For Angelina Jolie, beauty has never come from trying to look flawless - it's more about the journey we take. And now that she's 50, the Oscar winner is getting real about the physical reminders of her 2013 double mastectomy, and she's framing them not as something to hide, but as a badge of honour that says she beat cancer
In a new interview with the French radio station France Inter, Jolie gets pretty raw talking about how she's always been more interested in the life people live and the journey they're on, rather than the perfect "facade" they put up.
"I'm just not drawn to the idea of a perfect life without any scars," she says. For a mum of six with kids who are now growing up and having their own lives [Maddox is 24 & Pax is 22], those surgical marks are a daily reminder of just how hard she fought for them. "I see my scars & that's a choice I made to be here for my kids for as long as I could."

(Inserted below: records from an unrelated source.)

//! Year-indexed growth factors used to extrapolate input data
//!
//! Loaded from CSV with a `YEAR` column and one column per factor. Factor
//! names are drawn from a fixed whitelist so a typo in the data file fails at
//! load time instead of silently leaving a variable unextrapolated.

use std::collections::BTreeMap;
use std::fs::File;
use std::io;
use std::path::Path;

use crate::error::{SimError, SimResult};

const DEFAULT_GROWFACTORS: &str = include_str!("../data/growfactors.csv");

/// Factor names a growth table may carry
pub const VALID_NAMES: &[&str] = &[
    "CPI",
    "SALARY",
    "RENT",
    "BP_NONSPECULATIVE",
    "BP_SPECULATIVE",
    "BP_SPECIFIED",
    "BP_PATENT115BBF",
    "STCG_APPRATE",
    "OINCOME",
    "DEDUCTIONS",
    "DEDU_SEC_10A_OR_10AA",
    "ST_CG_AMT_1",
    "ST_CG_AMT_2",
    "LT_CG_AMT_1",
    "LT_CG_AMT_2",
    "LOSSES_CY",
    "LOSSES_BF",
    "AGRI_INCOME",
    "CORP_PROFIT",
    "INVESTMENT",
    "BOOK_PROFIT",
    "CONSUMPTION",
    "OTHER_CONS_ITEM",
];

pub fn is_valid_name(name: &str) -> bool {
    VALID_NAMES.contains(&name)
}

/// Immutable table of growth factors over a contiguous year range
#[derive(Debug, Clone)]
pub struct GrowthFactorTable {
    first_year: i32,
    last_year: i32,
    factors: BTreeMap<String, Vec<f64>>,
}

impl GrowthFactorTable {
    pub fn from_reader<R: io::Read>(reader: R) -> SimResult<Self> {
        let mut reader = csv::ReaderBuilder::new().trim(csv::Trim::All).from_reader(reader);
        let headers: Vec<String> = reader.headers()?.iter().map(str::to_string).collect();
        let year_col = headers
            .iter()
            .position(|h| h == "YEAR")
            .ok_or_else(|| SimError::schema("growth factor table has no YEAR column"))?;

        let invalid: Vec<&str> = headers
            .iter()
            .enumerate()
            .filter(|(i, h)| *i != year_col && !is_valid_name(h))
            .map(|(_, h)| h.as_str())
            .collect();
        if !invalid.is_empty() {
            return Err(SimError::schema(format!(
                "invalid growth factor names: {}",
                invalid.join(", ")
            )));
        }

        let mut years: Vec<i32> = Vec::new();
        let mut columns: Vec<Vec<f64>> = vec![Vec::new(); headers.len()];
        for result in reader.records() {
            let record = result?;
            for (i, cell) in record.iter().enumerate() {
                if i == year_col {
                    let year: i32 = cell.parse().map_err(|_| {
                        SimError::schema(format!("growth factor YEAR '{cell}' is not an integer"))
                    })?;
                    years.push(year);
                } else {
                    let value: f64 = cell.parse().map_err(|_| {
                        SimError::schema(format!(
                            "growth factor {} value '{cell}' is not a number",
                            headers[i]
                        ))
                    })?;
                    columns[i].push(value);
                }
            }
        }

        let first_year = *years
            .first()
            .ok_or_else(|| SimError::schema("growth factor table has no rows"))?;
        for (offset, year) in years.iter().enumerate() {
            if *year != first_year + offset as i32 {
                return Err(SimError::schema(format!(
                    "growth factor years are not contiguous at {year}"
                )));
            }
        }
        let last_year = first_year + years.len() as i32 - 1;

        let factors = headers
            .into_iter()
            .zip(columns)
            .enumerate()
            .filter(|(i, _)| *i != year_col)
            .map(|(_, pair)| pair)
            .collect();

        log::debug!("loaded growth factors for {first_year}-{last_year}");
        Ok(Self {
            first_year,
            last_year,
            factors,
        })
    }

    pub fn from_path(path: &Path) -> SimResult<Self> {
        Self::from_reader(File::open(path)?)
    }

    /// Embedded default table
    pub fn builtin() -> SimResult<Self> {
        Self::from_reader(DEFAULT_GROWFACTORS.as_bytes())
    }

    pub fn first_year(&self) -> i32 {
        self.first_year
    }

    pub fn last_year(&self) -> i32 {
        self.last_year
    }

    pub fn contains_year(&self, year: i32) -> bool {
        (self.first_year..=self.last_year).contains(&year)
    }

    pub fn has_factor(&self, name: &str) -> bool {
        self.factors.contains_key(name)
    }

    pub fn factor_names(&self) -> impl Iterator<Item = &str> {
        self.factors.keys().map(String::as_str)
    }

    /// Factor for `name` in `year`
    pub fn factor_value(&self, name: &str, year: i32) -> SimResult<f64> {
        if !is_valid_name(name) {
            return Err(SimError::range(format!("{name} is not a valid growth factor name")));
        }
        self.check_year(year)?;
        let column = self
            .factors
            .get(name)
            .ok_or_else(|| SimError::schema(format!("growth factor table has no {name} column")))?;
        Ok(column[(year - self.first_year) as usize])
    }

    /// Growth rates `factor - 1` rounded to four decimals, for `first..=last`
    pub fn rate(&self, name: &str, first: i32, last: i32) -> SimResult<Vec<f64>> {
        if first > last {
            return Err(SimError::range(format!(
                "first year {first} is after last year {last}"
            )));
        }
        self.check_year(first)?;
        self.check_year(last)?;
        (first..=last)
            .map(|year| Ok(round_to(self.factor_value(name, year)? - 1.0, 4)))
            .collect()
    }

    pub fn price_inflation_rates(&self, first: i32, last: i32) -> SimResult<Vec<f64>> {
        self.rate("CPI", first, last)
    }

    pub fn wage_growth_rates(&self, first: i32, last: i32) -> SimResult<Vec<f64>> {
        self.rate("SALARY", first, last)
    }

    fn check_year(&self, year: i32) -> SimResult<()> {
        if self.contains_year(year) {
            Ok(())
        } else {
            Err(SimError::range(format!(
                "year {year} outside growth factor range {}-{}",
                self.first_year, self.last_year
            )))
        }
    }
}

pub(crate) fn round_to(value: f64, decimals: i32) -> f64 {
    let scale = 10f64.powi(decimals);
    (value * scale).round() / scale
}

#[cfg(test)]
mod tests {
    use super::*;
    use crate::error::ErrorCategory;
    use approx::assert_relative_eq;

    const SMALL: &str = "YEAR,CPI,SALARY\n2017,1.0,1.0\n2018,1.04567,1.1\n2019,1.03,1.08\n";

    #[test]
    fn test_factor_value() {
        let gf = GrowthFactorTable::from_reader(SMALL.as_bytes()).unwrap();
        assert_eq!(gf.first_year(), 2017);
        assert_eq!(gf.last_year(), 2019);
        assert_relative_eq!(gf.factor_value("SALARY", 2018).unwrap(), 1.1);
    }

    #[test]
    fn test_factor_value_errors() {
        let gf = GrowthFactorTable::from_reader(SMALL.as_bytes()).unwrap();
        assert_eq!(gf.factor_value("BOGUS", 2018).unwrap_err().category(), ErrorCategory::Range);
        assert_eq!(gf.factor_value("CPI", 2016).unwrap_err().category(), ErrorCategory::Range);
        assert_eq!(gf.factor_value("CPI", 2020).unwrap_err().category(), ErrorCategory::Range);
        // whitelisted but not present in this table
        assert_eq!(
            gf.factor_value("RENT", 2018).unwrap_err().category(),
            ErrorCategory::SchemaViolation
        );
    }

    #[test]
    fn test_rates_rounded() {
        let gf = GrowthFactorTable::from_reader(SMALL.as_bytes()).unwrap();
        let rates = gf.price_inflation_rates(2017, 2019).unwrap();
        assert_eq!(rates.len(), 3);
        assert_relative_eq!(rates[0], 0.0);
        assert_relative_eq!(rates[1], 0.0457);
        assert_relative_eq!(rates[2], 0.03, epsilon = 1e-12);
        let wages = gf.wage_growth_rates(2019, 2019).unwrap();
        assert_relative_eq!(wages[0], 0.08, epsilon = 1e-12);
    }

    #[test]
    fn test_rate_bounds() {
        let gf = GrowthFactorTable::from_reader(SMALL.as_bytes()).unwrap();
        assert_eq!(gf.rate("CPI", 2019, 2018).unwrap_err().category(), ErrorCategory::Range);
        assert_eq!(gf.rate("CPI", 2016, 2018).unwrap_err().category(), ErrorCategory::Range);
        assert_eq!(gf.rate("CPI", 2018, 2021).unwrap_err().category(), ErrorCategory::Range);
    }

    #[test]
    fn test_invalid_names_rejected() {
        let text = "YEAR,CPI,WIDGETS\n2017,1.0,1.0\n";
        let err = GrowthFactorTable::from_reader(text.as_bytes()).unwrap_err();
        assert_eq!(err.category(), ErrorCategory::SchemaViolation);
        assert!(err.to_string().contains("WIDGETS"));
    }

    #[test]
    fn test_gap_in_years_rejected() {
        let text = "YEAR,CPI\n2017,1.0\n2019,1.0\n";
        assert!(GrowthFactorTable::from_reader(text.as_bytes()).is_err());
    }

    #[test]
    fn test_builtin_covers_policy_horizon() {
        let gf = GrowthFactorTable::builtin().unwrap();
        assert!(gf.contains_year(2017));
        assert!(gf.contains_year(2030));
        for name in VALID_NAMES {
            assert!(gf.has_factor(name), "builtin table lacks {name}");
        }
    }
}
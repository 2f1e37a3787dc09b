//! Array-backed entity store
//!
//! One store holds every column of one population for the current year,
//! plus the year cursor, sample weights and the growth factors used to
//! extrapolate read variables.

use std::collections::{BTreeMap, BTreeSet};
use std::sync::Arc;

use super::dataset::Dataset;
use super::schema::{ColumnId, ColumnRole, EntityKind, Schema};
use super::table::Table;
use crate::error::{SimError, SimResult};
use crate::growfactors::GrowthFactorTable;

/// Pseudo-column name that addresses the sample weights
pub const WEIGHT_COLUMN: &str = "weight";

/// Per-year weight columns, already aligned to the store's rows
#[derive(Debug, Clone)]
struct WeightTable {
    by_year: BTreeMap<i32, Vec<f64>>,
}

#[derive(Debug, Clone)]
pub struct EntityStore {
    schema: Arc<Schema>,
    columns: Vec<Vec<f64>>,
    rows: usize,
    data_year: i32,
    current_year: i32,
    weight: Vec<f64>,
    weights: Option<WeightTable>,
    growth: Option<Arc<GrowthFactorTable>>,
    ignored: BTreeSet<String>,
}

impl EntityStore {
    /// Build a store from input data for assessment year `data_year`
    ///
    /// Columns the schema does not know are ignored. Absent optional read,
    /// ledger and calculated columns start as zeros.
    pub fn load(dataset: &Dataset, schema: Arc<Schema>, data_year: i32) -> SimResult<Self> {
        let rows = dataset.rows();
        let entity = schema.entity();
        let mut columns: Vec<Option<Vec<f64>>> = vec![None; schema.len()];
        let mut ignored = BTreeSet::new();

        for (name, values) in dataset.iter() {
            let Some(id) = schema.id(name) else {
                ignored.insert(name.to_string());
                continue;
            };
            match &schema.spec(id).role {
                ColumnRole::Read { integer, domain, .. } => {
                    if *integer {
                        if let Some(row) = values.iter().position(|v| v.fract() != 0.0) {
                            return Err(SimError::schema(format!(
                                "{entity} column {name} row {} holds non-integer value {}",
                                row + 1,
                                values[row]
                            )));
                        }
                    }
                    if let Some((lo, hi)) = domain {
                        if values.iter().any(|v| !(*lo..=*hi).contains(v)) {
                            return Err(SimError::schema(format!(
                                "not all {name} values in [{lo},{hi}] range"
                            )));
                        }
                    }
                    columns[id.index()] = Some(values.to_vec());
                }
                ColumnRole::Ledger => columns[id.index()] = Some(values.to_vec()),
                ColumnRole::Year => {}
                ColumnRole::Calculated { .. } => {
                    ignored.insert(name.to_string());
                }
            }
        }

        for (id, spec) in schema.columns() {
            if let ColumnRole::Read { required: true, .. } = spec.role {
                if columns[id.index()].is_none() {
                    return Err(SimError::MissingColumn {
                        entity,
                        column: spec.name.clone(),
                    });
                }
            }
        }

        let mut columns: Vec<Vec<f64>> = columns
            .into_iter()
            .map(|c| c.unwrap_or_else(|| vec![0.0; rows]))
            .collect();
        columns[schema.year_column().index()] = vec![f64::from(data_year); rows];

        log::info!("loaded {rows} {entity} records for {data_year}");
        if !ignored.is_empty() {
            let names: Vec<&str> = ignored.iter().map(String::as_str).collect();
            log::info!("{entity} data includes unused variables that will be ignored: {}", names.join(", "));
        }

        Ok(Self {
            schema,
            columns,
            rows,
            data_year,
            current_year: data_year,
            weight: vec![1.0; rows],
            weights: None,
            growth: None,
            ignored,
        })
    }

    /// Attach the growth factors used by [`EntityStore::increment_year`]
    pub fn with_growth_factors(mut self, table: Arc<GrowthFactorTable>) -> SimResult<Self> {
        let missing: Vec<&str> = self
            .schema
            .growth_mappings()
            .map(|(_, factor)| factor)
            .filter(|factor| !table.has_factor(factor))
            .collect::<BTreeSet<_>>()
            .into_iter()
            .collect();
        if !missing.is_empty() {
            return Err(SimError::schema(format!(
                "growth factor table lacks factors used by {} data: {}",
                self.entity(),
                missing.join(", ")
            )));
        }
        self.growth = Some(table);
        Ok(self)
    }

    /// Attach sample weights, one `WT<year>` column per year
    ///
    /// A weight file longer than the data is treated as the full population
    /// the data was sampled from: its first rows are kept and rescaled so each
    /// year's total is preserved. A shorter file is spread uniformly.
    pub fn with_weights(mut self, weights: &Dataset) -> SimResult<Self> {
        let n = self.rows;
        let mut by_year = BTreeMap::new();
        for (name, values) in weights.iter() {
            let year: i32 = name
                .strip_prefix("WT")
                .and_then(|y| y.parse().ok())
                .ok_or_else(|| {
                    SimError::schema(format!("weight column {name} is not of the form WT<year>"))
                })?;
            let full: f64 = values.iter().sum();
            let aligned = if values.len() > n {
                let sub = &values[..n];
                let sub_total: f64 = sub.iter().sum();
                if sub_total == 0.0 {
                    return Err(SimError::schema(format!(
                        "weight column {name} sums to zero over the first {n} rows and cannot be rescaled"
                    )));
                }
                let factor = full / sub_total;
                sub.iter().map(|w| w * factor).collect()
            } else if values.len() < n {
                vec![full / n as f64; n]
            } else {
                values.to_vec()
            };
            by_year.insert(year, aligned);
        }
        if weights.rows() != n {
            log::info!(
                "{} weights have {} rows for {n} records; rescaled",
                self.entity(),
                weights.rows()
            );
        }
        let table = WeightTable { by_year };
        match table.by_year.get(&self.current_year) {
            Some(w) => self.weight = w.clone(),
            None => log::warn!(
                "no WT{} column in {} weights; using unit weights",
                self.current_year,
                self.entity()
            ),
        }
        self.weights = Some(table);
        Ok(self)
    }

    pub fn schema(&self) -> &Arc<Schema> {
        &self.schema
    }

    pub fn entity(&self) -> EntityKind {
        self.schema.entity()
    }

    pub fn rows(&self) -> usize {
        self.rows
    }

    pub fn data_year(&self) -> i32 {
        self.data_year
    }

    pub fn current_year(&self) -> i32 {
        self.current_year
    }

    pub fn ignored_columns(&self) -> &BTreeSet<String> {
        &self.ignored
    }

    pub fn growth_factors(&self) -> Option<&Arc<GrowthFactorTable>> {
        self.growth.as_ref()
    }

    /// Fails if the next year cannot be extrapolated; mutates nothing
    pub fn check_advance(&self) -> SimResult<()> {
        let next = self.current_year + 1;
        if let Some(table) = &self.growth {
            if self.schema.growth_mappings().next().is_some() && !table.contains_year(next) {
                return Err(SimError::range(format!(
                    "cannot extrapolate {} data to {next}: growth factors cover {}-{}",
                    self.entity(),
                    table.first_year(),
                    table.last_year()
                )));
            }
        }
        Ok(())
    }

    /// Move to the next year: extrapolate read variables and reselect weights
    pub fn increment_year(&mut self) -> SimResult<()> {
        self.check_advance()?;
        let next = self.current_year + 1;

        if let Some(table) = &self.growth {
            let factors = self
                .schema
                .growth_mappings()
                .map(|(id, name)| Ok((id, table.factor_value(name, next)?)))
                .collect::<SimResult<Vec<_>>>()?;
            for (id, factor) in factors {
                self.columns[id.index()].iter_mut().for_each(|v| *v *= factor);
            }
        }

        if let Some(table) = &self.weights {
            match table.by_year.get(&next) {
                Some(w) => self.weight = w.clone(),
                None => {
                    let uniform = if self.rows > 0 {
                        self.total_weight() / self.rows as f64
                    } else {
                        0.0
                    };
                    log::warn!(
                        "no WT{next} column in {} weights; using uniform weight {uniform}",
                        self.entity()
                    );
                    self.weight = vec![uniform; self.rows];
                }
            }
        }

        self.set_year(next);
        log::debug!("{} data advanced to {next}", self.entity());
        Ok(())
    }

    /// Relabel the current year without extrapolating or reweighting
    pub fn set_year(&mut self, year: i32) {
        self.current_year = year;
        self.columns[self.schema.year_column().index()].fill(f64::from(year));
    }

    pub fn zero_changing_calculated(&mut self) {
        for id in self.schema.changing_calculated() {
            self.columns[id.index()].fill(0.0);
        }
    }

    pub fn column(&self, id: ColumnId) -> &[f64] {
        &self.columns[id.index()]
    }

    pub fn set(&mut self, id: ColumnId, values: Vec<f64>) -> SimResult<()> {
        if values.len() != self.rows {
            return Err(SimError::config(format!(
                "{} column {} needs {} values, got {}",
                self.entity(),
                self.schema.name(id),
                self.rows,
                values.len()
            )));
        }
        self.columns[id.index()] = values;
        Ok(())
    }

    pub fn weights(&self) -> &[f64] {
        &self.weight
    }

    /// Column by name; `weight` addresses the sample weights
    pub fn column_by_name(&self, name: &str) -> SimResult<&[f64]> {
        if name == WEIGHT_COLUMN {
            return Ok(&self.weight);
        }
        Ok(self.column(self.schema.require(name)?))
    }

    pub fn set_by_name(&mut self, name: &str, values: Vec<f64>) -> SimResult<()> {
        if name == WEIGHT_COLUMN {
            if values.len() != self.rows {
                return Err(SimError::config(format!(
                    "weight needs {} values, got {}",
                    self.rows,
                    values.len()
                )));
            }
            self.weight = values;
            return Ok(());
        }
        let id = self.schema.require(name)?;
        self.set(id, values)
    }

    /// Element-wise product of a column and the weights
    pub fn weighted(&self, name: &str) -> SimResult<Vec<f64>> {
        let values = self.column_by_name(name)?;
        Ok(values.iter().zip(&self.weight).map(|(v, w)| v * w).collect())
    }

    pub fn weighted_total(&self, name: &str) -> SimResult<f64> {
        let values = self.column_by_name(name)?;
        Ok(values.iter().zip(&self.weight).map(|(v, w)| v * w).sum())
    }

    pub fn total_weight(&self) -> f64 {
        self.weight.iter().sum()
    }

    /// Copy the named columns into a table
    pub fn table(&self, names: &[&str]) -> SimResult<Table> {
        let columns = names
            .iter()
            .map(|name| self.column_by_name(name).map(<[f64]>::to_vec))
            .collect::<SimResult<Vec<_>>>()?;
        Ok(Table::new(names.iter().map(|n| n.to_string()).collect(), columns))
    }
}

This week's comments come after her stunning photoshoot for Time France last December, where she showed her mastectomy scars for the first time in a decade. That was a subtle but deliberate move to stand with women from all over the world who've been through the same thing. "I share these scars with women I love," she says, explaining that she went public the first time to help break the isolation that often comes with a cancer diagnosis.
Going public with her scars also has a lot to do with her past. Remember when her mum lost her battle with breast and ovarian cancer back in 2007, when she was only 56? Jolie has said before that it's one reason why she's been so proactive about her own health - she's raising her kids without a grandmother. And with the release of her new film Couture - where she plays a woman dealing with a cancer diagnosis - she's pushing the conversation around healthcare and being in control of your own life.
For Jolie, it's simple: information is power & every woman should be able to decide what's best for her own body. "Every woman should be able to set her own path," she says - and that's a message that's loud & clear: while scars tell a sad story of what's been lost, they also tell a bigger story about what we chose to keep.